Ssebaggala is an independent MP in Uganda’s 10th Parliament representing a strong hold Muslim constituency of Kawempe North in Uganda in his submission to the ongoing 137th Inter-Parliamentary Union Assembly and Related Meetings, also moved legislators from across the world to condemn Myanmar for trying to block the issue of human rights violations of Muslims from being discussed in St. Petersburg.
The 137th IPU and Related Meetings is being held in St. Petersburg, Russia, 14th – 18th Oct. 2017. The Speaker of the Ugandan Parliament,Rebecca Kadaga is leading a delegation to the Assembly. The delegation includes a mixed cocktail of both MPs from the ruling party the NRM and the Opposition in Parliament.
Among the vocal MPs constituting the Ugandan delegation to St. Petersburg IN Russia include MP.FrancisMwijukye from the main opposition party FDC, controversial MP. Raphael Magyezi from the ruling NRM who happens to be the initiator and owner of the private members Bill that seeks to remove the constitutionally mandated 75 years of age for a Ugandan president from the 1995 constitution of Uganda, Independent MP. Juliet Mukoda, and ruling NRM party MP. MourineOsoru among others.
The item on ‘Ending the grave human crisis, persecution and violent attacks on the Rohingyas as a threat to international peace and security and ensuring their unconditional and safe return to their homeland in Myanmar’ was initially not listed for debate, but was only approved as an emergency item on Sunday.

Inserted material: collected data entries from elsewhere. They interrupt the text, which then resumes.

//! Schema model: field descriptors, record schemas and the definitions registry.

use std::collections::HashMap;
use std::fmt;
use std::str::FromStr;
use std::sync::Arc;

use crate::codec::CodecError;
use crate::value::Record;

/// Computes a width or count from the fields decoded so far.
pub type WidthFn = Arc<dyn Fn(&Record) -> Option<usize> + Send + Sync>;
/// Decides from the fields decoded so far whether a field is on the wire.
pub type ConditionFn = Arc<dyn Fn(&Record) -> bool + Send + Sync>;

/// Bit width of a field, or repetition count of a list.
#[derive(Clone)]
pub enum Width {
    Fixed(usize),
    /// Integer value of an earlier field; undefined while that field is absent.
    Field(String),
    Computed(WidthFn),
}

impl Width {
    pub fn field(name: impl Into<String>) -> Self {
        Width::Field(name.into())
    }

    pub fn computed(f: impl Fn(&Record) -> Option<usize> + Send + Sync + 'static) -> Self {
        Width::Computed(Arc::new(f))
    }

    pub fn resolve(&self, record: &Record) -> Option<usize> {
        match self {
            Width::Fixed(n) => Some(*n),
            Width::Field(name) => record
                .get_u64(name)
                .and_then(|n| usize::try_from(n).ok()),
            Width::Computed(f) => f(record),
        }
    }
}

impl fmt::Debug for Width {
    fn fmt(&self, f: &mut fmt::Formatter<'_>) -> fmt::Result {
        match self {
            Width::Fixed(n) => write!(f, "Fixed({})", n),
            Width::Field(name) => write!(f, "Field({})", name),
            Width::Computed(_) => f.write_str("Computed(..)"),
        }
    }
}

impl From<usize> for Width {
    fn from(n: usize) -> Self {
        Width::Fixed(n)
    }
}

/// Presence rule of a field.
#[derive(Clone, Default)]
pub enum Condition {
    #[default]
    Always,
    IsSet(String),
    NotSet(String),
    Equals(String, u64),
    NotEquals(String, u64),
    Computed(ConditionFn),
}

impl Condition {
    pub fn is_set(name: impl Into<String>) -> Self {
        Condition::IsSet(name.into())
    }

    pub fn not_set(name: impl Into<String>) -> Self {
        Condition::NotSet(name.into())
    }

    pub fn computed(f: impl Fn(&Record) -> bool + Send + Sync + 'static) -> Self {
        Condition::Computed(Arc::new(f))
    }

    pub fn holds(&self, record: &Record) -> bool {
        match self {
            Condition::Always => true,
            Condition::IsSet(name) => record.get(name).is_some_and(|v| v.is_truthy()),
            Condition::NotSet(name) => !record.get(name).is_some_and(|v| v.is_truthy()),
            Condition::Equals(name, n) => record.get_u64(name) == Some(*n),
            Condition::NotEquals(name, n) => record.get_u64(name) != Some(*n),
            Condition::Computed(f) => f(record),
        }
    }

    /// Name of the field this rule reads, if any.
    pub fn reference(&self) -> Option<&str> {
        match self {
            Condition::IsSet(name)
            | Condition::NotSet(name)
            | Condition::Equals(name, _)
            | Condition::NotEquals(name, _) => Some(name),
            Condition::Always | Condition::Computed(_) => None,
        }
    }
}

impl fmt::Debug for Condition {
    fn fmt(&self, f: &mut fmt::Formatter<'_>) -> fmt::Result {
        match self {
            Condition::Always => f.write_str("Always"),
            Condition::IsSet(name) => write!(f, "IsSet({})", name),
            Condition::NotSet(name) => write!(f, "NotSet({})", name),
            Condition::Equals(name, n) => write!(f, "Equals({}, {})", name, n),
            Condition::NotEquals(name, n) => write!(f, "NotEquals({}, {})", name, n),
            Condition::Computed(_) => f.write_str("Computed(..)"),
        }
    }
}

/// Type tag of a field, as named in schema text.
#[derive(Debug, Clone, Copy, PartialEq, Eq)]
pub enum FieldType {
    Int,
    Bool,
    Date,
    Bits,
    Language,
    List,
}

impl FromStr for FieldType {
    type Err = CodecError;

    fn from_str(s: &str) -> Result<Self, Self::Err> {
        Ok(match s {
            "int" => FieldType::Int,
            "bool" => FieldType::Bool,
            "date" => FieldType::Date,
            "bits" => FieldType::Bits,
            "language" => FieldType::Language,
            "list" => FieldType::List,
            other => return Err(CodecError::UnsupportedFieldType(other.to_string())),
        })
    }
}

impl fmt::Display for FieldType {
    fn fmt(&self, f: &mut fmt::Formatter<'_>) -> fmt::Result {
        f.write_str(match self {
            FieldType::Int => "int",
            FieldType::Bool => "bool",
            FieldType::Date => "date",
            FieldType::Bits => "bits",
            FieldType::Language => "language",
            FieldType::List => "list",
        })
    }
}

/// Kind of a field together with its kind-specific configuration.
#[derive(Debug, Clone)]
pub enum FieldKind {
    Int(Width),
    /// Always one bit.
    Bool,
    Date(Width),
    Bits(Width),
    Language(Width),
    /// `count` entries, each decoded with the nested `fields` into its own record.
    List { count: Width, fields: Vec<Field> },
}

impl FieldKind {
    pub fn field_type(&self) -> FieldType {
        match self {
            FieldKind::Int(_) => FieldType::Int,
            FieldKind::Bool => FieldType::Bool,
            FieldKind::Date(_) => FieldType::Date,
            FieldKind::Bits(_) => FieldType::Bits,
            FieldKind::Language(_) => FieldType::Language,
            FieldKind::List { .. } => FieldType::List,
        }
    }

    /// Bit width rule; lists have none (their extent follows from their entries).
    pub fn width(&self) -> Option<&Width> {
        match self {
            FieldKind::Int(w) | FieldKind::Date(w) | FieldKind::Bits(w) | FieldKind::Language(w) => Some(w),
            FieldKind::Bool | FieldKind::List { .. } => None,
        }
    }
}

/// Field descriptor.
#[derive(Debug, Clone)]
pub struct Field {
    pub name: String,
    pub kind: FieldKind,
    pub condition: Condition,
}

impl Field {
    pub fn new(name: impl Into<String>, kind: FieldKind) -> Self {
        Field {
            name: name.into(),
            kind,
            condition: Condition::Always,
        }
    }

    pub fn int(name: impl Into<String>, width: impl Into<Width>) -> Self {
        Self::new(name, FieldKind::Int(width.into()))
    }

    pub fn bool(name: impl Into<String>) -> Self {
        Self::new(name, FieldKind::Bool)
    }

    pub fn date(name: impl Into<String>, width: impl Into<Width>) -> Self {
        Self::new(name, FieldKind::Date(width.into()))
    }

    pub fn bits(name: impl Into<String>, width: impl Into<Width>) -> Self {
        Self::new(name, FieldKind::Bits(width.into()))
    }

    pub fn language(name: impl Into<String>, width: impl Into<Width>) -> Self {
        Self::new(name, FieldKind::Language(width.into()))
    }

    pub fn list(name: impl Into<String>, count: impl Into<Width>, fields: Vec<Field>) -> Self {
        Self::new(
            name,
            FieldKind::List {
                count: count.into(),
                fields,
            },
        )
    }

    pub fn when(mut self, condition: Condition) -> Self {
        self.condition = condition;
        self
    }
}

/// Selects a record schema in the registry.
#[derive(Debug, Clone, Copy, PartialEq, Eq, Hash)]
pub enum RecordKey {
    /// Core string, selected by its leading version field.
    Version(u64),
    /// Additional segment, selected by its leading segment-type field.
    Segment(u64),
}

/// Ordered fields of one record type.
#[derive(Debug, Clone)]
pub struct Schema {
    pub name: String,
    pub key: Option<RecordKey>,
    pub fields: Vec<Field>,
}

impl Schema {
    pub fn new(name: impl Into<String>, fields: Vec<Field>) -> Self {
        Schema {
            name: name.into(),
            key: None,
            fields,
        }
    }

    pub fn with_key(mut self, key: RecordKey) -> Self {
        self.key = Some(key);
        self
    }
}

/// Registry of record schemas plus the header widths used to pick one.
#[derive(Debug, Clone)]
pub struct Definitions {
    pub version_bits: usize,
    pub segment_bits: usize,
    schemas: Vec<Schema>,
    by_name: HashMap<String, usize>,
    by_key: HashMap<RecordKey, usize>,
}

impl Definitions {
    pub fn new(version_bits: usize, segment_bits: usize) -> Self {
        Definitions {
            version_bits,
            segment_bits,
            schemas: Vec::new(),
            by_name: HashMap::new(),
            by_key: HashMap::new(),
        }
    }

    /// Registers `schema`. Names and keys must be unique.
    pub fn register(&mut self, schema: Schema) -> Result<(), CodecError> {
        if self.by_name.contains_key(&schema.name) {
            return Err(CodecError::Schema(format!("duplicate record name: {}", schema.name)));
        }
        if let Some(key) = schema.key {
            if self.by_key.contains_key(&key) {
                return Err(CodecError::Schema(format!(
                    "duplicate record key {:?} on {}",
                    key, schema.name
                )));
            }
            self.by_key.insert(key, self.schemas.len());
        }
        self.by_name.insert(schema.name.clone(), self.schemas.len());
        self.schemas.push(schema);
        Ok(())
    }

    pub fn by_name(&self, name: &str) -> Option<&Schema> {
        self.by_name.get(name).map(|&i| &self.schemas[i])
    }

    pub fn by_version(&self, version: u64) -> Option<&Schema> {
        self.by_key
            .get(&RecordKey::Version(version))
            .map(|&i| &self.schemas[i])
    }

    pub fn by_segment(&self, segment: u64) -> Option<&Schema> {
        self.by_key
            .get(&RecordKey::Segment(segment))
            .map(|&i| &self.schemas[i])
    }

    pub fn schemas(&self) -> &[Schema] {
        &self.schemas
    }
}

#[cfg(test)]
mod tests {
    use super::*;
    use crate::value::Value;

    #[test]
    fn width_from_field() {
        let r = Record::new().with("n", 12u64);
        assert_eq!(Width::field("n").resolve(&r), Some(12));
        assert_eq!(Width::field("missing").resolve(&r), None);
        assert_eq!(Width::Fixed(3).resolve(&r), Some(3));
        assert_eq!(Width::computed(|r| r.get_u64("n").map(|n| n as usize * 2)).resolve(&r), Some(24));
    }

    #[test]
    fn conditions() {
        let r = Record::new().with("flag", true).with("kind", 2u64);
        assert!(Condition::is_set("flag").holds(&r));
        assert!(!Condition::not_set("flag").holds(&r));
        assert!(Condition::not_set("missing").holds(&r));
        assert!(Condition::Equals("kind".into(), 2).holds(&r));
        assert!(Condition::NotEquals("kind".into(), 3).holds(&r));
        assert!(!Condition::computed(|r| r.get("x") == Some(&Value::Int(1))).holds(&r));
    }

    #[test]
    fn field_type_from_str() {
        assert_eq!("language".parse::<FieldType>().unwrap(), FieldType::Language);
        match "float".parse::<FieldType>() {
            Err(CodecError::UnsupportedFieldType(name)) => assert_eq!(name, "float"),
            other => panic!("unexpected {:?}", other),
        }
    }

    #[test]
    fn registry_rejects_duplicates() {
        let mut defs = Definitions::new(6, 3);
        defs.register(Schema::new("A", vec![]).with_key(RecordKey::Version(1))).unwrap();
        assert!(defs.register(Schema::new("A", vec![])).is_err());
        assert!(defs
            .register(Schema::new("B", vec![]).with_key(RecordKey::Version(1)))
            .is_err());
        assert_eq!(defs.by_version(1).map(|s| s.name.as_str()), Some("A"));
        assert!(defs.by_segment(1).is_none());
    }
}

It was sponsored by mainly Muslim countries including Iran, Kuwait, UAE, Morocco, Sudan, Indonesia, Turkey and Bangladesh.
The item was included as MPs made presentations on ‘Promoting cultural pluralism and peace through inter-faith and inter-ethnic dialogue.’

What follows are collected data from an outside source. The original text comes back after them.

//! Runtime values for encoding/decoding (codec representation).

use chrono::{DateTime, Utc};

/// A single decoded field value.
#[derive(Debug, Clone, PartialEq)]
pub enum Value {
    Int(u64),
    Bool(bool),
    /// Stored on the wire as deciseconds since the epoch; sub-second precision is dropped.
    Date(DateTime<Utc>),
    /// Raw bit blob, one `'0'`/`'1'` character per bit.
    Bits(String),
    /// Two-letter lower-case language or country code.
    Language(String),
    List(Vec<Record>),
}

impl Value {
    pub fn as_u64(&self) -> Option<u64> {
        match self {
            Value::Int(x) => Some(*x),
            Value::Bool(b) => Some(*b as u64),
            _ => None,
        }
    }

    pub fn as_bool(&self) -> Option<bool> {
        match self {
            Value::Bool(b) => Some(*b),
            Value::Int(x) => Some(*x != 0),
            _ => None,
        }
    }

    pub fn as_date(&self) -> Option<&DateTime<Utc>> {
        match self {
            Value::Date(d) => Some(d),
            _ => None,
        }
    }

    pub fn as_bits(&self) -> Option<&str> {
        match self {
            Value::Bits(s) => Some(s),
            _ => None,
        }
    }

    pub fn as_language(&self) -> Option<&str> {
        match self {
            Value::Language(s) => Some(s),
            _ => None,
        }
    }

    pub fn as_list(&self) -> Option<&[Record]> {
        match self {
            Value::List(v) => Some(v),
            _ => None,
        }
    }

    /// Truthiness used by schema conditions: `true`, a non-zero integer, a bit blob with
    /// at least one set bit, or any other present value.
    pub fn is_truthy(&self) -> bool {
        match self {
            Value::Bool(b) => *b,
            Value::Int(x) => *x != 0,
            Value::Bits(s) => s.contains('1'),
            Value::Language(s) => !s.is_empty(),
            Value::List(v) => !v.is_empty(),
            Value::Date(_) => true,
        }
    }
}

impl From<u64> for Value {
    fn from(x: u64) -> Self {
        Value::Int(x)
    }
}

impl From<bool> for Value {
    fn from(b: bool) -> Self {
        Value::Bool(b)
    }
}

impl From<DateTime<Utc>> for Value {
    fn from(d: DateTime<Utc>) -> Self {
        Value::Date(d)
    }
}

impl From<Vec<Record>> for Value {
    fn from(v: Vec<Record>) -> Self {
        Value::List(v)
    }
}

/// Decoded object: field values in schema order.
///
/// Lookups are linear; records hold a few dozen fields at most.
#[derive(Debug, Clone, Default, PartialEq)]
pub struct Record {
    entries: Vec<(String, Value)>,
}

impl Record {
    pub fn new() -> Self {
        Self::default()
    }

    /// Builder-style setter; replaces an existing value of the same name.
    pub fn with(mut self, name: impl Into<String>, value: impl Into<Value>) -> Self {
        self.set(name, value);
        self
    }

    pub fn get(&self, name: &str) -> Option<&Value> {
        self.entries
            .iter()
            .find(|(k, _)| k == name)
            .map(|(_, v)| v)
    }

    pub fn contains_key(&self, name: &str) -> bool {
        self.get(name).is_some()
    }

    /// Inserts `value` unless `name` is already present. Returns whether it was inserted.
    pub fn insert(&mut self, name: impl Into<String>, value: Value) -> bool {
        let name = name.into();
        if self.contains_key(&name) {
            return false;
        }
        self.entries.push((name, value));
        true
    }

    /// Sets `name` to `value`, replacing in place or appending.
    pub fn set(&mut self, name: impl Into<String>, value: impl Into<Value>) {
        let name = name.into();
        let value = value.into();
        match self.entries.iter_mut().find(|(k, _)| *k == name) {
            Some((_, v)) => *v = value,
            None => self.entries.push((name, value)),
        }
    }

    pub fn remove(&mut self, name: &str) -> Option<Value> {
        let idx = self.entries.iter().position(|(k, _)| k == name)?;
        Some(self.entries.remove(idx).1)
    }

    pub fn iter(&self) -> impl Iterator<Item = (&str, &Value)> {
        self.entries.iter().map(|(k, v)| (k.as_str(), v))
    }

    pub fn keys(&self) -> impl Iterator<Item = &str> {
        self.entries.iter().map(|(k, _)| k.as_str())
    }

    pub fn len(&self) -> usize {
        self.entries.len()
    }

    pub fn is_empty(&self) -> bool {
        self.entries.is_empty()
    }

    pub fn get_u64(&self, name: &str) -> Option<u64> {
        self.get(name).and_then(Value::as_u64)
    }

    pub fn get_bool(&self, name: &str) -> Option<bool> {
        self.get(name).and_then(Value::as_bool)
    }

    pub fn get_bits(&self, name: &str) -> Option<&str> {
        self.get(name).and_then(Value::as_bits)
    }

    pub fn get_list(&self, name: &str) -> Option<&[Record]> {
        self.get(name).and_then(Value::as_list)
    }
}

impl<K: Into<String>> FromIterator<(K, Value)> for Record {
    fn from_iter<I: IntoIterator<Item = (K, Value)>>(iter: I) -> Self {
        let mut record = Record::new();
        for (k, v) in iter {
            record.set(k, v);
        }
        record
    }
}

“This item touches on the very pillars of the IPU of human rights and democracy. You do not have to be a Muslim but simply an average human being to condemn what is going on in Myanmar,” said Ssebaggala, who is also the Imam, or Muslim Leader in the Uganda Parliament.
He appealed to fellow legislators to take a position and demand that government there immediately stops the practice and allow for the return of the victims to their territory and homes. He also condemned the government of Myanmar for trying to prevent the media from reporting and exposing the human rights violations.

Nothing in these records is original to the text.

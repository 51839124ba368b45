//! Whole TC strings: a core part plus optional segments, separated by `.`.
//!
//! Each part is base64-decoded to bits on its own; the core's leading version field and
//! each segment's leading segment-type field pick the record schema that decodes it.

use std::borrow::Cow;

use crate::codec::{encode_fields, CodecError};
use crate::envelope::{
    decode_consent_string_bit_value, decode_from_base64, encode_bit_string_to_base64, extract_segment,
    extract_version,
};
use crate::schema::{Definitions, Schema};
use crate::value::Record;

const SEPARATOR: char = '.';

/// A decoded TC string.
#[derive(Debug, Clone, PartialEq)]
pub struct ConsentString {
    /// Version read from the core part.
    pub version: u64,
    pub core: Record,
    /// Additional segments in wire order.
    pub segments: Vec<Segment>,
}

/// One additional segment of a v2 string.
#[derive(Debug, Clone, PartialEq)]
pub struct Segment {
    pub id: u64,
    pub fields: Record,
}

impl ConsentString {
    pub fn segment(&self, id: u64) -> Option<&Segment> {
        self.segments.iter().find(|s| s.id == id)
    }
}

/// Codec for TC strings against a set of record definitions.
#[derive(Debug, Clone)]
pub struct Codec {
    definitions: Cow<'static, Definitions>,
}

impl Codec {
    pub fn new(definitions: Definitions) -> Self {
        Codec {
            definitions: Cow::Owned(definitions),
        }
    }

    /// Codec over the bundled TCF v1/v2 definitions.
    pub fn tcf() -> Self {
        Codec {
            definitions: Cow::Borrowed(Definitions::tcf()),
        }
    }

    /// Like [`Codec::tcf`], but reports a bundled schema that fails to parse.
    pub fn try_tcf() -> Result<Self, CodecError> {
        Ok(Codec {
            definitions: Cow::Borrowed(Definitions::try_tcf()?),
        })
    }

    pub fn definitions(&self) -> &Definitions {
        &self.definitions
    }

    /// Decode a full TC string.
    pub fn decode(&self, s: &str) -> Result<ConsentString, CodecError> {
        let s = s.trim();
        if s.is_empty() {
            return Err(CodecError::InvalidInput("empty consent string".to_string()));
        }
        let mut parts = s.split(SEPARATOR);
        let core_part = parts.next().unwrap_or_default();
        let core_bits = decode_part(core_part)?;
        let version = extract_version(&core_bits, &self.definitions)?;
        let schema = self
            .definitions
            .by_version(version)
            .ok_or(CodecError::InvalidVersion(version))?;
        let core = decode_consent_string_bit_value(&core_bits, schema);
        tracing::debug!(version, schema = %schema.name, bits = core_bits.len(), "decoded core");

        let mut segments = Vec::new();
        for part in parts {
            let bits = decode_part(part)?;
            let id = extract_segment(&bits, &self.definitions)?;
            let schema = self.definitions.by_segment(id).ok_or(CodecError::InvalidSegment(id))?;
            let fields = decode_consent_string_bit_value(&bits, schema);
            tracing::debug!(segment = id, schema = %schema.name, bits = bits.len(), "decoded segment");
            segments.push(Segment { id, fields });
        }
        Ok(ConsentString { version, core, segments })
    }

    /// Encode a TC string; the inverse of [`Codec::decode`] up to trailing padding bits.
    pub fn encode(&self, consent: &ConsentString) -> Result<String, CodecError> {
        let schema = self
            .definitions
            .by_version(consent.version)
            .ok_or(CodecError::InvalidVersion(consent.version))?;
        let mut out = encode_part(&consent.core, schema);
        for segment in &consent.segments {
            let schema = self
                .definitions
                .by_segment(segment.id)
                .ok_or(CodecError::InvalidSegment(segment.id))?;
            out.push(SEPARATOR);
            out.push_str(&encode_part(&segment.fields, schema));
        }
        Ok(out)
    }

    /// Decode one base64 part against the record named `record`.
    pub fn decode_record(&self, record: &str, part: &str) -> Result<Record, CodecError> {
        let schema = self.schema_named(record)?;
        let bits = decode_part(part)?;
        Ok(decode_consent_string_bit_value(&bits, schema))
    }

    /// Encode `fields` as one base64 part using the record named `record`.
    pub fn encode_record(&self, record: &str, fields: &Record) -> Result<String, CodecError> {
        let schema = self.schema_named(record)?;
        Ok(encode_part(fields, schema))
    }

    fn schema_named(&self, name: &str) -> Result<&Schema, CodecError> {
        self.definitions
            .by_name(name)
            .ok_or_else(|| CodecError::Schema(format!("unknown record: {}", name)))
    }
}

fn decode_part(part: &str) -> Result<String, CodecError> {
    if part.is_empty() {
        return Err(CodecError::InvalidInput("empty segment".to_string()));
    }
    decode_from_base64(part)
}

fn encode_part(record: &Record, schema: &Schema) -> String {
    encode_bit_string_to_base64(&encode_fields(record, &schema.fields))
}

Ssebaggala recommended that the IPU commends the government of Bangladesh for providing shelter to the fleeing Muslims.
“In our countries, we were moved to tears on seeing what was happening in Myanmar. I call for the support of this body (IPU) to ensure that these people can return home safely. What is happening in Myanmar can happen in any other country if we do not condemn and stop it,” said Ssebaggala.
Legislators from other countries including Turkey and Sudan described the atrocities as ethnic cleansing and said that they had sent some medical and humanitarian assistance to the suffering Muslims.
A crack down by the army and government on Muslims in Myanmar has forced thousands of people to flee and cross the border into Bangladesh. Several governments and human rights groups have condemned the atrocities and described the atrocities as genocide and ethnic cleansing.